Goal of the exercise: Transcribe the listing that follows exactly, from its first line to its last.

·····

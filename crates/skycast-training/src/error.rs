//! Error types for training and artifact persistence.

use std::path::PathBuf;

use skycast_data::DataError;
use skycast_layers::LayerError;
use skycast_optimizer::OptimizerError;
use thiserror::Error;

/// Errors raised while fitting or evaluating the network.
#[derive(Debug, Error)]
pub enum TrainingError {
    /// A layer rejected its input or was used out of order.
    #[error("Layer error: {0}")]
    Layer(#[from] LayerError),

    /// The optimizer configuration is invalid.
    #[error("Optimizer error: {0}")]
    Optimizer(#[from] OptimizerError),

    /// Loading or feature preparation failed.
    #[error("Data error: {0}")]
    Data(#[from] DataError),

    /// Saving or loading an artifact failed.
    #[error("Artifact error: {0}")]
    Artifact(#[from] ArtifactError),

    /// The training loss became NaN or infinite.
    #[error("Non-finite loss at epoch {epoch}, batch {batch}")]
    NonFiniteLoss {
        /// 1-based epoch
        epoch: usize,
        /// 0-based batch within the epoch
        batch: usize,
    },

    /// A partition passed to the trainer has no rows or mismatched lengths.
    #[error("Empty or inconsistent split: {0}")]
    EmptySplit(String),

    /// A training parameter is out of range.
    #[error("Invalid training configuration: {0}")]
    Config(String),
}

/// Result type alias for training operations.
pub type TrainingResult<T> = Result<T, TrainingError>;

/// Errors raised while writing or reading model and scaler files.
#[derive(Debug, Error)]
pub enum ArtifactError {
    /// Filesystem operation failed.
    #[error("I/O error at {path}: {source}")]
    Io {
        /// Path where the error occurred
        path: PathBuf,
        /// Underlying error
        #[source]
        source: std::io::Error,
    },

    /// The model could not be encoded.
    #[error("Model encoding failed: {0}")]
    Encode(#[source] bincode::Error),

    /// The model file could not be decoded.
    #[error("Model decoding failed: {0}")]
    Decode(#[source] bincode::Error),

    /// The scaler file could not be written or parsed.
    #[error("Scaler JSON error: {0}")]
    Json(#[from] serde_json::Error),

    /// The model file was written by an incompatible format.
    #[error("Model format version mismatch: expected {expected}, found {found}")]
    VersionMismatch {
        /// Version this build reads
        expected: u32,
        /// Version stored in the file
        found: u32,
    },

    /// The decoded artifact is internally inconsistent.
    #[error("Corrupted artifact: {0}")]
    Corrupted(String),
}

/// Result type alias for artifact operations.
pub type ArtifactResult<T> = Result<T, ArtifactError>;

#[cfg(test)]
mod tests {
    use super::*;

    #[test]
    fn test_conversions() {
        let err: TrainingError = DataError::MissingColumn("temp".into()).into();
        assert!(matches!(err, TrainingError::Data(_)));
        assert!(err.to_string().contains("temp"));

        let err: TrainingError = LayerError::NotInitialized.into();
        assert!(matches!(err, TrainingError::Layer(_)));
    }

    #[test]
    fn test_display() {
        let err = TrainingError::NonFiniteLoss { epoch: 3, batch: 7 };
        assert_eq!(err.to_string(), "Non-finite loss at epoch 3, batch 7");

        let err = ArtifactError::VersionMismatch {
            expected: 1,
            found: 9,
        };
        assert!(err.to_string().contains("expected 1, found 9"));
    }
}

·····

Exercise output:
filename crates/skycast-training/src/error.rs
//! Error types for training and artifact persistence.

use std::path::PathBuf;

use skycast_data::DataError;
use skycast_layers::LayerError;
use skycast_optimizer::OptimizerError;
use thiserror::Error;

/// Errors raised while fitting or evaluating the network.
#[derive(Debug, Error)]
pub enum TrainingError {
    /// A layer rejected its input or was used out of order.
    #[error("Layer error: {0}")]
    Layer(#[from] LayerError),

    /// The optimizer configuration is invalid.
    #[error("Optimizer error: {0}")]
    Optimizer(#[from] OptimizerError),

    /// Loading or feature preparation failed.
    #[error("Data error: {0}")]
    Data(#[from] DataError),

    /// Saving or loading an artifact failed.
    #[error("Artifact error: {0}")]
    Artifact(#[from] ArtifactError),

    /// The training loss became NaN or infinite.
    #[error("Non-finite loss at epoch {epoch}, batch {batch}")]
    NonFiniteLoss {
        /// 1-based epoch
        epoch: usize,
        /// 0-based batch within the epoch
        batch: usize,
    },

    /// A partition passed to the trainer has no rows or mismatched lengths.
    #[error("Empty or inconsistent split: {0}")]
    EmptySplit(String),

    /// A training parameter is out of range.
    #[error("Invalid training configuration: {0}")]
    Config(String),
}

/// Result type alias for training operations.
pub type TrainingResult<T> = Result<T, TrainingError>;

/// Errors raised while writing or reading model and scaler files.
#[derive(Debug, Error)]
pub enum ArtifactError {
    /// Filesystem operation failed.
    #[error("I/O error at {path}: {source}")]
    Io {
        /// Path where the error occurred
        path: PathBuf,
        /// Underlying error
        #[source]
        source: std::io::Error,
    },

    /// The model could not be encoded.
    #[error("Model encoding failed: {0}")]
    Encode(#[source] bincode::Error),

    /// The model file could not be decoded.
    #[error("Model decoding failed: {0}")]
    Decode(#[source] bincode::Error),

    /// The scaler file could not be written or parsed.
    #[error("Scaler JSON error: {0}")]
    Json(#[from] serde_json::Error),

    /// The model file was written by an incompatible format.
    #[error("Model format version mismatch: expected {expected}, found {found}")]
    VersionMismatch {
        /// Version this build reads
        expected: u32,
        /// Version stored in the file
        found: u32,
    },

    /// The decoded artifact is internally inconsistent.
    #[error("Corrupted artifact: {0}")]
    Corrupted(String),
}

/// Result type alias for artifact operations.
pub type ArtifactResult<T> = Result<T, ArtifactError>;

#[cfg(test)]
mod tests {
    use super::*;

    #[test]
    fn test_conversions() {
        let err: TrainingError = DataError::MissingColumn("temp".into()).into();
        assert!(matches!(err, TrainingError::Data(_)));
        assert!(err.to_string().contains("temp"));

        let err: TrainingError = LayerError::NotInitialized.into();
        assert!(matches!(err, TrainingError::Layer(_)));
    }

    #[test]
    fn test_display() {
        let err = TrainingError::NonFiniteLoss { epoch: 3, batch: 7 };
        assert_eq!(err.to_string(), "Non-finite loss at epoch 3, batch 7");

        let err = ArtifactError::VersionMismatch {
            expected: 1,
            found: 9,
        };
        assert!(err.to_string().contains("expected 1, found 9"));
    }
}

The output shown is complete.